Above: An image rendering what these example traces look like for the sake of this exercise.
Note that these traces have been converted to EPSG 2163 - that is, they are in an equal area meter projection. The purpose is to have the line strings in a meter-based projection for the subsequent operations.
Cleaning
We will be describing these trace paths by the cells through which they pass. The cells I am referring to are the cells produced by gridding up the space within which these meter-projected trace segments exist. We will choose some level of resolution to work with (in the case of this post, 50 meters).
We can iterate through the raw linestring traces (case as Shapely Linestrings) and interpolate along their paths so as to ensure there is data within each of the 50-meter cell grids that create a mesh over the area we are examining.
Above: We can see the results of the cleaned/processed data with start and end nodes highlighted.
Snapping to a grid
Now we can go through these traces and snap them to a grid.
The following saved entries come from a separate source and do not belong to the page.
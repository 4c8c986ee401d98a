use std::num::NonZeroU32;

use chrono::{DateTime, Utc};
use serde::{Deserialize, Serialize};

// -- Single message --

#[derive(Debug, Clone, Serialize, Deserialize)]
pub struct ChatMessageParams {
    pub chat_id: String,
    pub message_id: String,
}

// -- Message feed --

/// Page request for a chat's feed. Both time bounds are exclusive; an
/// inverted window is valid and yields an empty page.
#[derive(Debug, Clone, Serialize, Deserialize)]
pub struct ChatMessagesAndReactionsParams {
    pub user_id: i32,
    pub chat_id: String,
    pub limit: NonZeroU32,
    pub before: DateTime<Utc>,
    pub after: DateTime<Utc>,
}

impl ChatMessagesAndReactionsParams {
    /// The stricter of `after` and the member's history-clear time.
    pub fn lower_bound(&self, cleared_history_at: Option<DateTime<Utc>>) -> DateTime<Utc> {
        match cleared_history_at {
            Some(cleared) if cleared > self.after => cleared,
            _ => self.after,
        }
    }

    /// Copy of these params with the limit capped at `max`.
    pub fn clamped(&self, max: NonZeroU32) -> Self {
        Self {
            limit: self.limit.min(max),
            ..self.clone()
        }
    }
}

// -- Counts --

#[derive(Debug, Clone, Serialize, Deserialize)]
pub struct NumChatMessagesSinceParams {
    pub user_id: i32,
    pub cursor: DateTime<Utc>,
}

/// Messages a user authored after a cursor, summed over all chats and
/// maximised per chat. Both are zero when nothing qualifies.
#[derive(Debug, Clone, Copy, Default, PartialEq, Eq, Serialize, Deserialize)]
pub struct NumChatMessagesSince {
    pub total_count: u64,
    pub max_count_per_chat: u64,
}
For each coordinate in the coordinate list that represents the LineString, snap that coordinate to the nearest cell grid node.
This will produced a simplified view of the traces, as shown below.
Identifying the target subarea
Now that we have a simplified version of each route, each traced route has common coordinates that act as hashes representing a specific cell - a cell id in essence. We can work through each aspect of that hash - representing the two dimensions along the x and the y axis - and get a frequency value for each.
We can then view these results as plots and observe how there are distributions that peak around a certain core along each axis.
From these results we can subset to just the portion that represent the top, say, 90% of the observed frequencies for each axes.
We can now subset to just this area and limit to the lines that solely have coordinate sets that fall entirely within this zone.
Scoring the lines
At this point, we have a target subset of trace lines. From these, we can go through each and look at each subsegment as a node-pair between two cells. We can take each of these edges and initialize them with count 0. As we iterate through each edge of each remaining trace, we can count up as we encounter an edge. This will allow us to get values for each subsegment and then represent each line as a sum of the values associated with each subsegment.
Getting the “core trunk”
At this point, extracting the line with the highest score is straightforward. We can take that line and plot it against all other lines.
The result of this plot will show what was likely visually observable from the onset. But now we have highlighted the simplified form of the trace line that is busiest - that is, the one that represents a segment that is most traversed by the traces we were provided.
Just as we have the simplified shape, we also can go back and get that same trace in raw form and see how it is represented on the plot of the raw traces.
Finally, we can get the nth busiest and plot those as well as is shown above. The second and third lines happen to be quiet similar to the first, reinforcing that this corridor is most traversed.
At this point, we have extracted the busiest core trunk of all the trace routes provided. Next steps might be to find ways of extracting just the branches and then isolating only the most common branches.